use async_trait::async_trait;
use num_bigint::BigUint;
use serde::{Deserialize, Serialize};
use tracing::debug;

use super::{signal_id, signal_int, signal_u64, CircuitId, CircuitVerifier};
use crate::error::{DecodeError, InvalidState, StateError, VerificationError};
use crate::identity::Identifier;
use crate::query::{
    Query, QueryEvaluator, SchemaHash, RULE_ALLOWED_ISSUERS, RULE_AUDIENCE, RULE_CHALLENGE,
    RULE_SCHEMA,
};
use crate::state::{StateResolver, StateTarget, VerificationContext};
use crate::types::ExtractedToken;

pub const ATOMIC_QUERY_VALUES: usize = 64;
pub const ATOMIC_QUERY_MTP_SIGNAL_COUNT: usize = 9 + ATOMIC_QUERY_VALUES;

/// Public signals of the Merkle-tree-proof credential query circuit.
#[derive(Debug, Clone, PartialEq, Eq)]
pub struct AtomicQueryMtpPubSignals {
    pub user_id: Identifier,
    pub user_state: BigUint,
    pub challenge: BigUint,
    pub issuer_claim_iden_state: BigUint,
    pub issuer_id: Identifier,
    pub timestamp: u64,
    pub claim_schema: SchemaHash,
    pub slot_index: u64,
    pub operator: u64,
    pub values: Vec<BigUint>,
}

impl AtomicQueryMtpPubSignals {
    pub fn from_signals(signals: &[String]) -> Result<Self, DecodeError> {
        if signals.len() != ATOMIC_QUERY_MTP_SIGNAL_COUNT {
            return Err(DecodeError::SignalCount {
                circuit: CircuitId::AtomicQueryMtp,
                expected: ATOMIC_QUERY_MTP_SIGNAL_COUNT.to_string(),
                got: signals.len(),
            });
        }
        let claim_schema =
            SchemaHash::from_int(&signal_int(signals, 6)?).ok_or(DecodeError::SignalOutOfRange {
                index: 6,
                name: "claimSchema",
                reason: "wider than 16 bytes".into(),
            })?;
        Ok(Self {
            user_id: signal_id(signals, 0)?,
            user_state: signal_int(signals, 1)?,
            challenge: signal_int(signals, 2)?,
            issuer_claim_iden_state: signal_int(signals, 3)?,
            issuer_id: signal_id(signals, 4)?,
            timestamp: signal_u64(signals, 5, "timestamp")?,
            claim_schema,
            slot_index: signal_u64(signals, 7, "slotIndex")?,
            operator: signal_u64(signals, 8, "operator")?,
            values: (9..ATOMIC_QUERY_MTP_SIGNAL_COUNT)
                .map(|i| signal_int(signals, i))
                .collect::<Result<_, _>>()?,
        })
    }
}

/// Identity whose state is checked as the issuer's claim issuance state.
#[derive(Debug, Clone, Copy, Default, PartialEq, Eq, Serialize, Deserialize)]
#[serde(rename_all = "lowercase")]
pub enum IssuerStateSource {
    /// The user's identifier and state. Matches deployed verifier behaviour.
    #[default]
    User,
    /// The issuer's identifier and claim issuance state
    Issuer,
}

#[derive(Debug, Clone, Copy, Default)]
pub struct AtomicQueryMtpVerifier {
    issuer_state_source: IssuerStateSource,
}

impl AtomicQueryMtpVerifier {
    pub fn new(issuer_state_source: IssuerStateSource) -> Self {
        Self {
            issuer_state_source,
        }
    }

    /// User and issuer resolution targets.
    pub fn state_targets(&self, s: &AtomicQueryMtpPubSignals) -> (StateTarget, StateTarget) {
        let user = StateTarget::new(s.user_id.to_int(), s.user_state.clone());
        let issuer = match self.issuer_state_source {
            IssuerStateSource::User => user.clone(),
            IssuerStateSource::Issuer => {
                StateTarget::new(s.issuer_id.to_int(), s.issuer_claim_iden_state.clone())
            }
        };
        (user, issuer)
    }
}

#[async_trait]
impl CircuitVerifier for AtomicQueryMtpVerifier {
    fn circuit_id(&self) -> CircuitId {
        CircuitId::AtomicQueryMtp
    }

    fn signal_counts(&self) -> &'static [usize] {
        &[ATOMIC_QUERY_MTP_SIGNAL_COUNT]
    }

    fn supported_rules(&self) -> &'static [&'static str] {
        &[RULE_ALLOWED_ISSUERS, RULE_SCHEMA, RULE_CHALLENGE, RULE_AUDIENCE]
    }

    async fn verify_query(
        &self,
        query: &Query,
        signals: &[String],
        evaluator: &QueryEvaluator,
    ) -> Result<(), VerificationError> {
        self.check_rules_supported(query)?;
        let s = AtomicQueryMtpPubSignals::from_signals(signals)?;
        evaluator.require_issuer(query, &s.issuer_id)?;
        evaluator.check_schema(query, &s.claim_schema).await?;
        evaluator.check_challenge(query, &s.challenge)?;
        evaluator.check_audience(query)?;
        Ok(())
    }

    async fn verify_states(
        &self,
        signals: &[String],
        resolver: &StateResolver,
        ctx: &VerificationContext,
    ) -> Result<(), StateError> {
        let s = AtomicQueryMtpPubSignals::from_signals(signals)?;
        let (user, issuer) = self.state_targets(&s);

        let resolved = resolver.resolve(&user, ctx).await?;
        if !resolved.latest {
            return Err(InvalidState::UserStateNotLatest.into());
        }

        match resolver.resolve(&issuer, ctx).await {
            Ok(_) => Ok(()),
            Err(StateError::Invalid(reason)) => {
                debug!(%reason, "issuer state rejected");
                Err(InvalidState::IssuerStateNotFound.into())
            }
            Err(e) => Err(e),
        }
    }

    fn extract_metadata(&self, signals: &[String]) -> Result<ExtractedToken, DecodeError> {
        let s = AtomicQueryMtpPubSignals::from_signals(signals)?;
        Ok(ExtractedToken {
            challenge: s.challenge.to_string(),
            id: Some(s.user_id.to_string()),
            state: Some(s.user_state.to_string()),
            ..ExtractedToken::default()
        })
    }
}

#[cfg(test)]
pub(crate) mod tests {
    use super::*;
    use crate::codec::parse_decimal;
    use crate::error::QueryViolation;
    use crate::query::{ConfiguredSchemas, SchemaRef};
    use crate::state::tests::{MockRegistry, USER_ID, USER_STATE};
    use crate::state::TransitionInfo;
    use serde_json::json;
    use std::sync::Arc;

    pub const ISSUER_A: &str = "115xno2abzZzJsqBwCRGxNznuFvxKm8FaVKx8KBwTJ";
    pub const ISSUER_B: &str = "119tqceWdRd2F6WnAyVuFQRFjK3WUXq2LorSPyG9LJ";
    pub const ISSUER_A_STATE: &str =
        "20826763141600863538041346956386832863527621891653741934199228821528372364336";
    pub const KYC_SCHEMA_HASH: &str = "7c0844a075a9ddc7fcbdfb4f88acd9bc";

    pub fn kyc_schema() -> SchemaRef {
        SchemaRef {
            url: "https://schema.example.com/kyc-v2.json-ld".into(),
            schema_type: "KYCAgeCredential".into(),
        }
    }

    pub fn schemas() -> ConfiguredSchemas {
        ConfiguredSchemas::new().with(&kyc_schema(), SchemaHash::from_hex(KYC_SCHEMA_HASH).unwrap())
    }

    /// Signals of a proof by the fixture user over a claim issued by `issuer`.
    pub fn mtp_signals(issuer: &str) -> Vec<String> {
        let issuer: Identifier = issuer.parse().unwrap();
        let schema = SchemaHash::from_hex(KYC_SCHEMA_HASH).unwrap();
        let mut signals = vec![
            USER_ID.to_string(),
            USER_STATE.to_string(),
            "12345".to_string(),
            ISSUER_A_STATE.to_string(),
            issuer.to_int().to_string(),
            "1642074362".to_string(),
            schema.to_int().to_string(),
            "2".to_string(),
            "1".to_string(),
            "20000101".to_string(),
        ];
        signals.extend(std::iter::repeat("0".to_string()).take(ATOMIC_QUERY_VALUES - 1));
        signals
    }

    fn query(rules: serde_json::Value) -> Query {
        Query::from_rules(rules.as_object().unwrap()).unwrap()
    }

    fn evaluator() -> QueryEvaluator {
        QueryEvaluator::new(Arc::new(schemas()))
    }

    #[test]
    fn test_decode_signals() {
        let s = AtomicQueryMtpPubSignals::from_signals(&mtp_signals(ISSUER_A)).unwrap();
        assert_eq!(s.issuer_id.to_string(), ISSUER_A);
        assert_eq!(s.values.len(), ATOMIC_QUERY_VALUES);
        assert_eq!(s.values[0], BigUint::from(20000101u32));
        assert_eq!(s.claim_schema.to_string(), KYC_SCHEMA_HASH);

        let token = AtomicQueryMtpVerifier::default()
            .extract_metadata(&mtp_signals(ISSUER_A))
            .unwrap();
        assert_eq!(token.challenge, "12345");
        assert_eq!(token.state.as_deref(), Some(USER_STATE));
    }

    #[test]
    fn test_short_signal_vector_is_decode_error() {
        let mut signals = mtp_signals(ISSUER_A);
        signals.pop();
        assert!(matches!(
            AtomicQueryMtpPubSignals::from_signals(&signals),
            Err(DecodeError::SignalCount { got: 72, .. })
        ));
    }

    #[tokio::test]
    async fn test_issuer_allow_list() {
        let verifier = AtomicQueryMtpVerifier::default();
        let rules = json!({
            "allowedIssuers": [ISSUER_A],
            "schema": { "url": kyc_schema().url, "type": kyc_schema().schema_type },
        });

        let err = verifier
            .verify_query(&query(rules.clone()), &mtp_signals(ISSUER_B), &evaluator())
            .await
            .unwrap_err();
        assert_eq!(
            err,
            VerificationError::Query(QueryViolation::IssuerNotAllowed {
                issuer: ISSUER_B.into()
            })
        );

        verifier
            .verify_query(&query(rules), &mtp_signals(ISSUER_A), &evaluator())
            .await
            .unwrap();
    }

    #[tokio::test]
    async fn test_allow_list_and_schema_are_required() {
        let verifier = AtomicQueryMtpVerifier::default();
        let err = verifier
            .verify_query(&Query::default(), &mtp_signals(ISSUER_A), &evaluator())
            .await
            .unwrap_err();
        assert_eq!(
            err,
            VerificationError::Query(QueryViolation::MissingRule(RULE_ALLOWED_ISSUERS))
        );

        let err = verifier
            .verify_query(
                &query(json!({ "allowedIssuers": [ISSUER_A] })),
                &mtp_signals(ISSUER_A),
                &evaluator(),
            )
            .await
            .unwrap_err();
        assert_eq!(
            err,
            VerificationError::Query(QueryViolation::MissingRule(RULE_SCHEMA))
        );
    }

    #[tokio::test]
    async fn test_schema_mismatch_and_resolution_failure_differ() {
        let verifier = AtomicQueryMtpVerifier::default();
        let mut signals = mtp_signals(ISSUER_A);
        signals[6] = "5".into();
        let rules = json!({
            "allowedIssuers": [ISSUER_A],
            "schema": { "url": kyc_schema().url, "type": kyc_schema().schema_type },
        });
        let err = verifier
            .verify_query(&query(rules), &signals, &evaluator())
            .await
            .unwrap_err();
        assert!(matches!(
            err,
            VerificationError::Query(QueryViolation::SchemaMismatch { .. })
        ));

        let rules = json!({
            "allowedIssuers": [ISSUER_A],
            "schema": { "url": "https://schema.example.com/unknown", "type": "Unknown" },
        });
        let err = verifier
            .verify_query(&query(rules), &mtp_signals(ISSUER_A), &evaluator())
            .await
            .unwrap_err();
        assert!(matches!(
            err,
            VerificationError::Query(QueryViolation::SchemaResolution(_))
        ));
    }

    #[tokio::test]
    async fn test_issuer_state_source_selects_target() {
        let signals = mtp_signals(ISSUER_A);

        let registry = Arc::new(MockRegistry::default());
        let resolver = StateResolver::new(registry.clone());
        AtomicQueryMtpVerifier::new(IssuerStateSource::User)
            .verify_states(&signals, &resolver, &VerificationContext::new())
            .await
            .unwrap();
        let user_call = format!("latest:{USER_ID}");
        assert_eq!(*registry.calls.lock().unwrap(), vec![user_call.clone(), user_call.clone()]);

        let registry = Arc::new(MockRegistry::default());
        let resolver = StateResolver::new(registry.clone());
        AtomicQueryMtpVerifier::new(IssuerStateSource::Issuer)
            .verify_states(&signals, &resolver, &VerificationContext::new())
            .await
            .unwrap();
        let issuer_int = ISSUER_A.parse::<Identifier>().unwrap().to_int();
        assert_eq!(
            *registry.calls.lock().unwrap(),
            vec![user_call, format!("latest:{issuer_int}")]
        );
    }

    #[tokio::test]
    async fn test_user_state_must_be_latest() {
        let id = parse_decimal(USER_ID).unwrap();
        let mut registry = MockRegistry::default();
        registry.latest.insert(id.clone(), BigUint::from(9u8));
        registry.transitions.insert(
            parse_decimal(USER_STATE).unwrap(),
            TransitionInfo {
                id,
                replaced_at_timestamp: 10,
                ..TransitionInfo::default()
            },
        );
        let err = AtomicQueryMtpVerifier::default()
            .verify_states(
                &mtp_signals(ISSUER_A),
                &StateResolver::new(Arc::new(registry)),
                &VerificationContext::new(),
            )
            .await
            .unwrap_err();
        assert_eq!(err, StateError::Invalid(InvalidState::UserStateNotLatest));
    }

    #[tokio::test]
    async fn test_unresolvable_issuer_state() {
        let issuer = ISSUER_A.parse::<Identifier>().unwrap().to_int();
        let mut registry = MockRegistry::default();
        registry.latest.insert(issuer, BigUint::from(3u8));
        let err = AtomicQueryMtpVerifier::new(IssuerStateSource::Issuer)
            .verify_states(
                &mtp_signals(ISSUER_A),
                &StateResolver::new(Arc::new(registry)),
                &VerificationContext::new(),
            )
            .await
            .unwrap_err();
        assert_eq!(err, StateError::Invalid(InvalidState::IssuerStateNotFound));
    }
}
***
__ASSIGNED TASK__. Would you show all lines of the material above that contain the word "lock"?

__TASK RESPONSE__.
        assert_eq!(*registry.calls.lock().unwrap(), vec![user_call.clone(), user_call.clone()]);
            *registry.calls.lock().unwrap(),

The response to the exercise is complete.